Sticking The Landing On BCBS 239

The Basel Committee on Banking Supervision (BCBS) report on the progress of compliance with its BCBS 239 risk data aggregation principles, which was issued in January, includes a statement that global systemically important banks (G-SIBs) are still having difficulty with data aggregation governance, architecture and processes, according to a comparison of surveys conducted for 2013 and 2014.

The report makes recommendations about what G-SIBs and other firms should do to be better prepared for full implementation of BCBS 239 principles by 2016. Those recommendations, however, are all along the lines of instituting guidance, making management more involved, doing self-assessment and exchanging information, but falling short of concrete calls to action.

Some industry experts say there should be no half measures, if firms really want to pass the stress tests prescribed in the BCBS 239 principles.

In a recent webcast, John Eliseo, head of data modeling at Thomson Reuters, said firms must define a set of policies for risk data aggregation, and be robust that there is only one way information should flow. Any data outside of that flow won't be supported and is at the user's own risk.

"Different systems are doing different things and you have to bring the information together to do any sort of analysis on it," he said. The ideal is a system that is already integrated and connected, that "tends to just snap together like Lego." Complete information sets can be scrutinized in any way a user wants, added Eliseo.

The first step, which is one that many have not yet taken, is freeing oneself from legacy systems, according to John Bottega, principal at Data Management Advisory Services and a senior advisor and consultant to the EDM Council, a co-sponsor of the webcast.

"The first need is simplification—identifying and prioritizing what's the most important data," he said. "Start to extract that from the plethora of legacy environments."

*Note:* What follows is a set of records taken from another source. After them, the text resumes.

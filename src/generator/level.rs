/*
level.rs

Copyright 2026 Hervé Quatremain

This file is part of Dijiduel.

Dijiduel is free software: you can redistribute it and/or modify it under the
terms of the GNU General Public License as published by the Free Software
Foundation, either version 3 of the License, or (at your option) any later
version.

Dijiduel is distributed in the hope that it will be useful, but WITHOUT ANY
WARRANTY; without even the implied warranty of MERCHANTABILITY or FITNESS FOR
A PARTICULAR PURPOSE. See the GNU General Public License for more details.

You should have received a copy of the GNU General Public License along with
Dijiduel. If not, see <https://www.gnu.org/licenses/>.

SPDX-License-Identifier: GPL-3.0-or-later
*/

//! A playable level.

use crate::graph::Graph;
use crate::graph::search::Solution;

/// A playable level: the graph, its endpoints, and the bot route.
///
/// Levels come from the [`super::random_level::RandomLevel`] builder or from
/// a saved [`crate::record::LevelRecord`] snapshot.
/// The bot route is computed once, when the level is built, and is then only
/// read.
#[derive(Debug, Clone)]
pub struct Level {
    /// Level number, starting at 1.
    pub number: usize,

    /// The level graph.
    pub graph: Graph,

    /// Identifier of the start node.
    pub source: usize,

    /// Identifier of the goal node.
    pub target: usize,

    /// The bot route, which is the cheapest route from the start node to the
    /// goal node.
    pub solution: Solution,
}

impl Level {
    /// Return the label of the given node, or an empty string if the node
    /// does not exist.
    pub fn get_label(&self, node: usize) -> &str {
        match self.graph.get_node(node) {
            Some(n) => &n.label,
            None => "",
        }
    }
}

Trying to alter a legacy systems environment is too cumbersome, as Bottega describes. "So we reverse-engineer from critical functions and critical data back to its source," he said. "This creates the methodology and approach."

Consolidating data and eliminating outmoded data management systems are concrete actions that the industry can take to better handle risk data aggregation and pass annual stress tests. Although BCBS 239 charges G-SIBs with the directive to better control information management, the BCBS itself, the architect of the principles, falls short of prescribing decisive measures. Firms are aware of the problem and evidently are devising solutions, as explained by Eliseo and Bottega, but it remains to be seen if they will succeed—and if BCBS's next year-end report will be more promising, heading into 2016.